Saved data entries
##############################
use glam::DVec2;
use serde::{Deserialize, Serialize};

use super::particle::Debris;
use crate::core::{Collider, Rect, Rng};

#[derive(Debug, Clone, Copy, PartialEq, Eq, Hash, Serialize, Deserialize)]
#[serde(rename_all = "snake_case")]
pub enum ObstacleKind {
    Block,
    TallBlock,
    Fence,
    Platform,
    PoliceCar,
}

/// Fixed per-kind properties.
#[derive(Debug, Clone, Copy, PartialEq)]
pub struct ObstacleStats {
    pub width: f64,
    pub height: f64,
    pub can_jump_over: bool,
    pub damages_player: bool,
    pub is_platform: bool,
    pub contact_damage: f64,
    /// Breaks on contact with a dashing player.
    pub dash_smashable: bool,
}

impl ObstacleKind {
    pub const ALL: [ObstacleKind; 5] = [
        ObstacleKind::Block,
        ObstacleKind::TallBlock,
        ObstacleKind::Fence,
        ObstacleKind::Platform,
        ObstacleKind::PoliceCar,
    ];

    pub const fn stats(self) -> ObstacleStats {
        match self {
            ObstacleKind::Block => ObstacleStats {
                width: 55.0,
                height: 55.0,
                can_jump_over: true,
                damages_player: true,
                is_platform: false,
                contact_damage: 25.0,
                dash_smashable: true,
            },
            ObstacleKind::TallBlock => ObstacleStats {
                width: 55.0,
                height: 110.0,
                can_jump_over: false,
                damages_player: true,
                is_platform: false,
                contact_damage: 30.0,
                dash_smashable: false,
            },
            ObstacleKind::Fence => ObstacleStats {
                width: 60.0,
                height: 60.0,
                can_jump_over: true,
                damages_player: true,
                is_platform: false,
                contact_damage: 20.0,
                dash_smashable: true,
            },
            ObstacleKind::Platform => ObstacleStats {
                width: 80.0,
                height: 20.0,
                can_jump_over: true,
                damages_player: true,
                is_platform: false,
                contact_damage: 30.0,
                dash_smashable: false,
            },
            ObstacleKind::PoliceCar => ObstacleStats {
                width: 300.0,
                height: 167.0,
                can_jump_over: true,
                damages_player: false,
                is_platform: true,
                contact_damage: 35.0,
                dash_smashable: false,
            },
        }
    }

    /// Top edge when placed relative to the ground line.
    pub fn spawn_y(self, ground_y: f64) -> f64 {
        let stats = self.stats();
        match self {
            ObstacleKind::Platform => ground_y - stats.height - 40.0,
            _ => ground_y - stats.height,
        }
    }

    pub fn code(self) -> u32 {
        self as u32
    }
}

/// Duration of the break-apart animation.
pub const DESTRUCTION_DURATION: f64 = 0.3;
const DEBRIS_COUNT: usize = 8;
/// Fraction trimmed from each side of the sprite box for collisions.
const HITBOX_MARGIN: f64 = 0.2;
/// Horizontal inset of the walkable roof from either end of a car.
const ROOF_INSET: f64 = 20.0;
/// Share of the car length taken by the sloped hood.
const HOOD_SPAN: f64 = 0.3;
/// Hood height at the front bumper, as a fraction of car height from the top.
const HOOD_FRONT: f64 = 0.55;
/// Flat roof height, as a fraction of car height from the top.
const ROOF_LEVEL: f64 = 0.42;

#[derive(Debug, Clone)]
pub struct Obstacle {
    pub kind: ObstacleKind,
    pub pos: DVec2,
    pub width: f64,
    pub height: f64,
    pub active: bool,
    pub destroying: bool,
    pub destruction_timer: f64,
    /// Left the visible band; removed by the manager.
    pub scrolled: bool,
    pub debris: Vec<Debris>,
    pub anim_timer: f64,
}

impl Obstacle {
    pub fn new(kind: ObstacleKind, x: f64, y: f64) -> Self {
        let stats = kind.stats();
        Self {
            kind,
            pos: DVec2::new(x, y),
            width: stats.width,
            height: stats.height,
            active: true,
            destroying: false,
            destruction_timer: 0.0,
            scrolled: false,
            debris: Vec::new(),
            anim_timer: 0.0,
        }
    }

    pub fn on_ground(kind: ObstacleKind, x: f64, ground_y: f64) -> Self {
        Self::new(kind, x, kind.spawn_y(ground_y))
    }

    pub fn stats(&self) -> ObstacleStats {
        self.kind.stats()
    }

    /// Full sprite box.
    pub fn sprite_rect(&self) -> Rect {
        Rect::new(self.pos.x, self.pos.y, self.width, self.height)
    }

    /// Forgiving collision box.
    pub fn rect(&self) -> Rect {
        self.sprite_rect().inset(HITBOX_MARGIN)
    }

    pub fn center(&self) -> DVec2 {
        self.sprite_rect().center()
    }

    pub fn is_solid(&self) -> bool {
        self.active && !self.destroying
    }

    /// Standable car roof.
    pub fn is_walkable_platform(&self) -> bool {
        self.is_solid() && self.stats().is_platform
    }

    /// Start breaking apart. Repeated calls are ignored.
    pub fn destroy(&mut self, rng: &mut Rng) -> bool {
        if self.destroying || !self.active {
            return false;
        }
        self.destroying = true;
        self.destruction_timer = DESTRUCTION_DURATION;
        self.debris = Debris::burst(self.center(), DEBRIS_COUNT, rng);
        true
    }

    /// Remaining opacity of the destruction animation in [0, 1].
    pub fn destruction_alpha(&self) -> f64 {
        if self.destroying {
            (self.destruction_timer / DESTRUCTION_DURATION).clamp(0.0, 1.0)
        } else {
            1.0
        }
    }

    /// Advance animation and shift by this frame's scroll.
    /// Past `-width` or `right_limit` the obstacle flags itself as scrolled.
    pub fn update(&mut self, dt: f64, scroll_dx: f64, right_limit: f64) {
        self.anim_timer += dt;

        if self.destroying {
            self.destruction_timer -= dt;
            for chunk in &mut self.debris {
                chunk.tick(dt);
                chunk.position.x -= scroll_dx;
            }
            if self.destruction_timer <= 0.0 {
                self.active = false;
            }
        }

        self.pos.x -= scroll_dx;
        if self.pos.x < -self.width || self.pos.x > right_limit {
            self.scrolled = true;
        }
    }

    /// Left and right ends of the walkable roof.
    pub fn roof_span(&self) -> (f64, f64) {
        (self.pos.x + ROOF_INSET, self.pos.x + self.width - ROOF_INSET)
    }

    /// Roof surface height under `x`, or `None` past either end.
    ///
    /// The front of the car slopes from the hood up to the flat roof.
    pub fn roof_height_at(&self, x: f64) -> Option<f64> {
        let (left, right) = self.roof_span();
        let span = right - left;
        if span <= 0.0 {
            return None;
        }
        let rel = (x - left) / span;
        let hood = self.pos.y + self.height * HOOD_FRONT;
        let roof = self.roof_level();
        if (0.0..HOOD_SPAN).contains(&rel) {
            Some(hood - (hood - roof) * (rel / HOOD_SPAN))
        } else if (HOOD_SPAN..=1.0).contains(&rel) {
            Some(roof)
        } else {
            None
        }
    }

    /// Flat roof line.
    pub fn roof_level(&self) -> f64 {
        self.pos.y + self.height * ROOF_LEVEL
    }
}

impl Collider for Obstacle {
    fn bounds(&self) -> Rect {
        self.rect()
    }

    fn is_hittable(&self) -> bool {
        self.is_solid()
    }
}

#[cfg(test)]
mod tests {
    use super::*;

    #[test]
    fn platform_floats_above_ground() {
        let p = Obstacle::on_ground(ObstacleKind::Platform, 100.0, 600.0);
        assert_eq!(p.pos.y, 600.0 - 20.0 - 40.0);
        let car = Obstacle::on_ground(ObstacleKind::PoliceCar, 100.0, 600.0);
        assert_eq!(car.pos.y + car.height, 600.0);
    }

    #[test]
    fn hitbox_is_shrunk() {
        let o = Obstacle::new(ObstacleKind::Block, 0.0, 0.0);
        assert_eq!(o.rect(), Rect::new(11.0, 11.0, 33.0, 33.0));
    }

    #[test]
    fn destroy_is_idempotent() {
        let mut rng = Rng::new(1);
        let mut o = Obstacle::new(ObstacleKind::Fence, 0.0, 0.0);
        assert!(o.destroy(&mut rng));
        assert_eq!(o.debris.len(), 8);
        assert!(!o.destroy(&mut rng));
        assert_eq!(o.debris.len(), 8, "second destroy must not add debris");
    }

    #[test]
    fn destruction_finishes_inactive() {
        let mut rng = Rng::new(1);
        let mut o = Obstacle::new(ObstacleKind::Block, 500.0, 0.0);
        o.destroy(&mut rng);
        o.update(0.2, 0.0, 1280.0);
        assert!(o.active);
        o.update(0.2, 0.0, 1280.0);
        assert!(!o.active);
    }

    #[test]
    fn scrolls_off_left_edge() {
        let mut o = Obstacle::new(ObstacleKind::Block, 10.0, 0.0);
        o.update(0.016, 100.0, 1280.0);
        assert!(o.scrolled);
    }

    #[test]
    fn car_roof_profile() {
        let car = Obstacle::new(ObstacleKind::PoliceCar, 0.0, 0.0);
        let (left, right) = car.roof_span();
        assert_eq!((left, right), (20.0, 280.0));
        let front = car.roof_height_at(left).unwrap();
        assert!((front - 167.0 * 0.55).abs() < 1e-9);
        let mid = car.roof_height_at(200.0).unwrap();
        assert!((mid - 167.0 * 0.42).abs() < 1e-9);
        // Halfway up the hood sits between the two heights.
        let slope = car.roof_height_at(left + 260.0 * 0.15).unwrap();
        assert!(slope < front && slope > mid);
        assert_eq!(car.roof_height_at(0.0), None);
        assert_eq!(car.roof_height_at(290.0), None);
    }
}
##############################
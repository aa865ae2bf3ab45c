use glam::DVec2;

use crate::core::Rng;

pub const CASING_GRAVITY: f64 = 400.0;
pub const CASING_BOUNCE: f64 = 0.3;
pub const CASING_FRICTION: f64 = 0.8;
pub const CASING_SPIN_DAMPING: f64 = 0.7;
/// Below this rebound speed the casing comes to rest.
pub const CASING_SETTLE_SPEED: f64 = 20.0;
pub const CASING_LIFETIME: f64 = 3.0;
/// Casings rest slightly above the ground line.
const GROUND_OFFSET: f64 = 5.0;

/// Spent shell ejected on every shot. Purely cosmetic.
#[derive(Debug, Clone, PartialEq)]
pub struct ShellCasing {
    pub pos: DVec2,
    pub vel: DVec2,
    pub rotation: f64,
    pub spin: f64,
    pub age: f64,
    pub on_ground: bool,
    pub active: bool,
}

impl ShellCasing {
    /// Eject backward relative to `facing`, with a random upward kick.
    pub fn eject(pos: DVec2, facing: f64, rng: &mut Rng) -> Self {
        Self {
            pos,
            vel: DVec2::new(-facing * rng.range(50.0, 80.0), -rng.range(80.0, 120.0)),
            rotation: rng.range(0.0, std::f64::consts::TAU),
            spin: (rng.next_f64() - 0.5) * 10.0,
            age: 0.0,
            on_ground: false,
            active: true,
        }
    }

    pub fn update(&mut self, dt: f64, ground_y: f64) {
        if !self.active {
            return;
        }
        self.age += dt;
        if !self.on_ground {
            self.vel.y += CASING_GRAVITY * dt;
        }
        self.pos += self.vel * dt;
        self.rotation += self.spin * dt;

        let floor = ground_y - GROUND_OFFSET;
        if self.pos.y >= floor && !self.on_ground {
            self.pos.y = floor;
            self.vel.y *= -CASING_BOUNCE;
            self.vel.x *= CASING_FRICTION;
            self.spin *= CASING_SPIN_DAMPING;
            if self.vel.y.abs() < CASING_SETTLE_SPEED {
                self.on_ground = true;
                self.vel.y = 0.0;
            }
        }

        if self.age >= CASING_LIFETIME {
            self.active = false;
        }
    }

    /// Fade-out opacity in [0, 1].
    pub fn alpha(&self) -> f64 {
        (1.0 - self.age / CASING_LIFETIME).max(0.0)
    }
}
##############################
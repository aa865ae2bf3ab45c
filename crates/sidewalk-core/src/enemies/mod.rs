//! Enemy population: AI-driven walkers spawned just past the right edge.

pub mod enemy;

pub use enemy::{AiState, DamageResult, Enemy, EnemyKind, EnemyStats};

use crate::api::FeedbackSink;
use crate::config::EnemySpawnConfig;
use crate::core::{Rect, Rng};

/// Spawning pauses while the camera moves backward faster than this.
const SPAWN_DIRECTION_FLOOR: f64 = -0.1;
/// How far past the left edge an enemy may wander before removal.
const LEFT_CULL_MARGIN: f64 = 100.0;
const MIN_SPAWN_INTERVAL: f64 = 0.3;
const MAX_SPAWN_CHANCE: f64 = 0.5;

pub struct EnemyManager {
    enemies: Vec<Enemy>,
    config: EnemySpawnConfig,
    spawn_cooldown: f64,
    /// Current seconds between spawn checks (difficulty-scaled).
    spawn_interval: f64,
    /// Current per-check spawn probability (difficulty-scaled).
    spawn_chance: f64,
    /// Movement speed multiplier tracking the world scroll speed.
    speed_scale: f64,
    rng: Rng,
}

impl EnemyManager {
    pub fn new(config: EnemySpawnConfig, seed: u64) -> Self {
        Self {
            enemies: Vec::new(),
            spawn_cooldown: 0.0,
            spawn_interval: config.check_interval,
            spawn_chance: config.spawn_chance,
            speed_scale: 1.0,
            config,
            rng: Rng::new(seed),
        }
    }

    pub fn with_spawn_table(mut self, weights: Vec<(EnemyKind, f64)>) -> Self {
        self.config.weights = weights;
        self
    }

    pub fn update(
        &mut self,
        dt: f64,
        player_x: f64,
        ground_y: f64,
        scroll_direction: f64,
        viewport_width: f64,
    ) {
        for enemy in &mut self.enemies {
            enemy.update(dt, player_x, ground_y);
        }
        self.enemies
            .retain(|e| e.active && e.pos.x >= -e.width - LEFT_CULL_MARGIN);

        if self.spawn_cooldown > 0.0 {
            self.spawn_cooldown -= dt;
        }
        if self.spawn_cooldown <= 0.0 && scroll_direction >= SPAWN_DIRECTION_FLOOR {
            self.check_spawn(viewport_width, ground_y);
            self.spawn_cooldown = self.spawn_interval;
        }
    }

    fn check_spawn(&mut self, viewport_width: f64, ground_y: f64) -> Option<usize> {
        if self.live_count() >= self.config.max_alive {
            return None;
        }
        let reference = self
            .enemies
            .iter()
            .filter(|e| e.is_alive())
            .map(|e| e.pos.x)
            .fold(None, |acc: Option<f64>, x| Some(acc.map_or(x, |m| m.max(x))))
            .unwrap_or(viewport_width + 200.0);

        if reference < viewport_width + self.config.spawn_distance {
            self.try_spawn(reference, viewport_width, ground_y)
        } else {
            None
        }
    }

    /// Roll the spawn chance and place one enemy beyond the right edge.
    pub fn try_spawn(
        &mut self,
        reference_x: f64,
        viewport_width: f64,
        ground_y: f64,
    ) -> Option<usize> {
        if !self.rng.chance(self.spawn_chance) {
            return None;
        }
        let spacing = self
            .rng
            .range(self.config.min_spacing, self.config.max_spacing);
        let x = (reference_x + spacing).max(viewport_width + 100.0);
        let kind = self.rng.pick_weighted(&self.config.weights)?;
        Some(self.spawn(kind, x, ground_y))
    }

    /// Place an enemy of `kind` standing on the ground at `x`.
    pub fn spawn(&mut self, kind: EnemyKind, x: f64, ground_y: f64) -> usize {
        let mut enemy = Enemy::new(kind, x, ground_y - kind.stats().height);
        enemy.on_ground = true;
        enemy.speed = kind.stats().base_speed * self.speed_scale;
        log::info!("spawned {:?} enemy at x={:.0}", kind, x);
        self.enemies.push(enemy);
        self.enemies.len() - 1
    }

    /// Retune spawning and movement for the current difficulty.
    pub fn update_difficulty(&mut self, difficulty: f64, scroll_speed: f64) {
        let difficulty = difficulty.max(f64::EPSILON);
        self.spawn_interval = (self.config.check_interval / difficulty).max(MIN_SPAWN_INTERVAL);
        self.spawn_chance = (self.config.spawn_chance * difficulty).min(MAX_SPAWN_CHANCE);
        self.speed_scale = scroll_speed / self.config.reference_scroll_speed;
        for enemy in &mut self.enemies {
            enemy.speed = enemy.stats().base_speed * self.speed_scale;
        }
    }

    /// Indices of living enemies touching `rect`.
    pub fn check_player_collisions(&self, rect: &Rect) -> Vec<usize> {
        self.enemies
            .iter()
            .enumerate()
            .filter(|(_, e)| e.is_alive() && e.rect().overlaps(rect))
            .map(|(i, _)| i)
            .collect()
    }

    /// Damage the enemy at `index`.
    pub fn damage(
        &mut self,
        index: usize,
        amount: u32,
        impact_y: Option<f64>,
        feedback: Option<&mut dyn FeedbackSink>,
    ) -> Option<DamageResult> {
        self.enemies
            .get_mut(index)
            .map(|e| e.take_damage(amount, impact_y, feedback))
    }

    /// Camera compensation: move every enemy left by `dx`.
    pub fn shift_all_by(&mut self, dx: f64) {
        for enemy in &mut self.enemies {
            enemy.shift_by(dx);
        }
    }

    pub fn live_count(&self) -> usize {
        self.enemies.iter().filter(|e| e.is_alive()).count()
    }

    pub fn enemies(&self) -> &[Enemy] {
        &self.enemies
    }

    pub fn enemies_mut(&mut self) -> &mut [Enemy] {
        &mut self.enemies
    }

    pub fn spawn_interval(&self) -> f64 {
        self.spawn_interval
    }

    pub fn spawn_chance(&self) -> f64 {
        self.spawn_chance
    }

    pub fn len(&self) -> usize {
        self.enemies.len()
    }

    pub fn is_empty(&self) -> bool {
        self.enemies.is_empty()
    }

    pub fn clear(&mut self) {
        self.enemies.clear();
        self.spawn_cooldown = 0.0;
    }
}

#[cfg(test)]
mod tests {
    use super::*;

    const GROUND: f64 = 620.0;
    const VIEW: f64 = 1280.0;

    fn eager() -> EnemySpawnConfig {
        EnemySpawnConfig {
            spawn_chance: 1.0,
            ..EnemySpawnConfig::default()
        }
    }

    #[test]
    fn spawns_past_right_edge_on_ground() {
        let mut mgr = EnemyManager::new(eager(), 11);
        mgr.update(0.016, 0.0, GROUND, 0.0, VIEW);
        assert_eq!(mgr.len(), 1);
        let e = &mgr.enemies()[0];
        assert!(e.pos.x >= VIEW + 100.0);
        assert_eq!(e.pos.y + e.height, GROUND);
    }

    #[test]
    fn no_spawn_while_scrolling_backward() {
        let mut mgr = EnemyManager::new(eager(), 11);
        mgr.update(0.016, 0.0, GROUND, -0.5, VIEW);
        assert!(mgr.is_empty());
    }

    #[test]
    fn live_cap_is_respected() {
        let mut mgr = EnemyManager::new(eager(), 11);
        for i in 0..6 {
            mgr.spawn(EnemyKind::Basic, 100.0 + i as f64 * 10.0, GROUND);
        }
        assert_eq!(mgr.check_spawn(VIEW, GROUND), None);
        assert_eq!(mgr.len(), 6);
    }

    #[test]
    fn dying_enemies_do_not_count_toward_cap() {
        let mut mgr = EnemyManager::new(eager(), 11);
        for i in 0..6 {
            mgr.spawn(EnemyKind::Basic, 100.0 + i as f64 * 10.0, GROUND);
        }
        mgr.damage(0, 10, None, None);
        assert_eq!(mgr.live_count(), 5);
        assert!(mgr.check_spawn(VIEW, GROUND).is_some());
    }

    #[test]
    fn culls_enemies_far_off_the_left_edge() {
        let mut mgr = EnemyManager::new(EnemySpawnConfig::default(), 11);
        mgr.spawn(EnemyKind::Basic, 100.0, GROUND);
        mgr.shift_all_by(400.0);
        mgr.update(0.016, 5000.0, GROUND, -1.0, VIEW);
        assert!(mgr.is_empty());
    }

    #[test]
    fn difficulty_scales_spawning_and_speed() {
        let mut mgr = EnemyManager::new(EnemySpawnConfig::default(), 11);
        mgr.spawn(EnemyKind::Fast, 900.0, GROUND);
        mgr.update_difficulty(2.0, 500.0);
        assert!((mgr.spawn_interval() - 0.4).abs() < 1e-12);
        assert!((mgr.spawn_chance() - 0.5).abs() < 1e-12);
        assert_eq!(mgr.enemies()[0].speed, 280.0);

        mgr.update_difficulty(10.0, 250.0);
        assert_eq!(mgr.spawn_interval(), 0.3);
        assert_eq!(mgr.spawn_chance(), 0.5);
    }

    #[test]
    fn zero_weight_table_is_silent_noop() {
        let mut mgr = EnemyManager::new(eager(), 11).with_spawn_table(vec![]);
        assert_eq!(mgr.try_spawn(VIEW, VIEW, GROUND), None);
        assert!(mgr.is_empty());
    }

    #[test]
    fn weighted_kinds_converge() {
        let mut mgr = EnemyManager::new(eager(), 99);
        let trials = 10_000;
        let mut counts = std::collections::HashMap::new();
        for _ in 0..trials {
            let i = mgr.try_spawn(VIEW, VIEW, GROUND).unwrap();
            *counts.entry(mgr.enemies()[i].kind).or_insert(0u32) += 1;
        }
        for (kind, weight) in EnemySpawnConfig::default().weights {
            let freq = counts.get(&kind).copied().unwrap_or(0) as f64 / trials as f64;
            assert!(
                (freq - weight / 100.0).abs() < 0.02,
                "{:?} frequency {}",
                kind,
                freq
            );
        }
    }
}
##############################
What to do -> Looking at the data above, count the lines that contain the string "seed" and give only the count.

Task response -> 2